BBC NEWS | UK | Questions asked after data loss
Roland Perry
ukcrypto at chiark.greenend.org.uk
Mon, 25 Aug 2008 11:50:01 +0100
In article <eXaNsDBlQ8rIFwAZ@tigers.demon.co.uk>, Mary Hawking
<maryhawking@tigers.demon.co.uk> writes
>
>I'm sorry, I still don't understand the situation fully.
>
>>Ian Batten wrote:
>>> http://news.bbc.co.uk/1/hi/uk/7575989.stm
>
>In the BBC report, it says that the data was given to PA Consulting as
>part of a research project on tracing prisoners through the system.
>If that is the case, as with the NAO and HMRC child benefit discs,
>isn't the live data excessive in the first place - and dangerously at
>risk just by viewing in situ?
>Each prisoner might need an identifier, a year of birth, a release
>date, a high level post code etc. - depends on what was included in the
>tracing project - but not, surely, full information?
>So why was the full data set released to PA in the first place?
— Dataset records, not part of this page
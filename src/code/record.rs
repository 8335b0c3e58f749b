//! Persisted code factory state
//!
//! A record keeps the literal exactly as last shown, so restoring it never
//! needs the original pixels: the cell model is read back out of the literal.

use once_cell::sync::Lazy;
use regex::Regex;
use serde::{Deserialize, Serialize};
use thiserror::Error;

use super::format::{CodeStyle, MAX_INDENTATION};

static QUOTED_CELL: Lazy<Regex> =
    Lazy::new(|| Regex::new(r#""([^"]*)""#).expect("quoted cell pattern is valid"));

static CHANNEL_VALUE: Lazy<Regex> =
    Lazy::new(|| Regex::new(r"[0-9]+").expect("channel value pattern is valid"));

/// Error restoring a code factory from a record
#[derive(Debug, Error)]
pub enum RecordError {
    /// Record is not valid JSON or misses fields
    #[error("Failed to read code record: {0}")]
    Json(#[from] serde_json::Error),
    /// Image has no pixels
    #[error("code record image is {width}x{height}, both dimensions must be positive")]
    Dimensions { width: u32, height: u32 },
    /// Column widths don't match the image width
    #[error("code record has {found} column widths for an image {expected} pixels wide")]
    ColumnWidths { expected: usize, found: usize },
    /// Literal holds a different number of cells than the dimensions imply
    #[error("code record literal has {found} cells, expected {expected}")]
    CellCount { expected: u64, found: u64 },
    /// Indentation beyond what the formatter accepts
    #[error("code record indentation {found} is more than the limit of {max}")]
    Indentation { found: usize, max: usize },
    /// A cell in the literal is not four 0-255 channels
    #[error("code record cell {index} is malformed: \"{cell}\"")]
    BadCell { index: usize, cell: String },
}

/// Plain, JSON-serializable snapshot of a code factory.
#[derive(Debug, Clone, PartialEq, Eq, Serialize, Deserialize)]
#[serde(rename_all = "camelCase")]
pub struct CodeRecord {
    pub variable_name: String,
    pub image_width: u32,
    pub image_height: u32,
    pub column_widths: Vec<usize>,
    pub code: String,
    /// Style of `code`; absent until the literal was first formatted
    #[serde(default, skip_serializing_if = "Option::is_none")]
    pub style: Option<CodeStyle>,
    #[serde(default)]
    pub indentation: usize,
}

impl CodeRecord {
    pub fn to_json(&self) -> Result<String, RecordError> {
        Ok(serde_json::to_string_pretty(self)?)
    }

    pub fn from_json(json: &str) -> Result<Self, RecordError> {
        Ok(serde_json::from_str(json)?)
    }

    /// Check the record's dimensions against its own literal and read the cells back.
    pub(crate) fn cells(&self) -> Result<Vec<[u8; 4]>, RecordError> {
        if self.image_width == 0 || self.image_height == 0 {
            return Err(RecordError::Dimensions {
                width: self.image_width,
                height: self.image_height,
            });
        }
        let width = self.image_width as usize;
        if self.column_widths.len() != width {
            return Err(RecordError::ColumnWidths { expected: width, found: self.column_widths.len() });
        }
        if self.indentation > MAX_INDENTATION {
            return Err(RecordError::Indentation { found: self.indentation, max: MAX_INDENTATION });
        }

        // Only the array body holds cells; the name never contains quotes.
        let body = self.code.split_once('=').map_or(self.code.as_str(), |(_, body)| body);

        let mut cells = Vec::new();
        for (index, captures) in QUOTED_CELL.captures_iter(body).enumerate() {
            let cell = &captures[1];
            cells.push(parse_cell(cell).ok_or_else(|| RecordError::BadCell {
                index,
                cell: cell.to_string(),
            })?);
        }

        let expected = self.image_width as u64 * self.image_height as u64;
        let found = cells.len() as u64;
        if found != expected {
            return Err(RecordError::CellCount { expected, found });
        }
        Ok(cells)
    }
}

fn parse_cell(cell: &str) -> Option<[u8; 4]> {
    let mut channels = [0u8; 4];
    let mut values = CHANNEL_VALUE.find_iter(cell);
    for slot in channels.iter_mut() {
        *slot = values.next()?.as_str().parse().ok()?;
    }
    match values.next() {
        Some(_) => None,
        None => Some(channels),
    }
}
If the data was held centrally (on a secure Home Office network), then
to release a "not full" data set would require either some kind of
filter - so that certain parts of the record such as the prisoner's
identity were invisible - or replacing the 'existing' identifier with a
'new' identifier purely for PA's use. I'm not sure that doing the latter
would deflect much criticism in the event of data loss, even if it would
make the data less useful.
Even if the replacement identifier was something like "No1 in PA's
study; No2 in PA's study" etc.
>I still don't understand why anyone - including the individual involved
>- needed to download the data onto a memory stick
They weren't supposed to, but the obvious scenario is so that the data
could be examined or processed on a machine other than the one with a
secure gateway to the Home Office's central database.
>(surely PA has a secure LAN in its offices? )
It's some time since I've done much "security" planning, but I dimly
recall that one of the main ways to prevent data leakage is precisely
*not* to allow data to 'flow' from one secure network to another (via a
gateway). If you need a second set of access, then set up a second
machine on the first secure network (the one to the Home Office).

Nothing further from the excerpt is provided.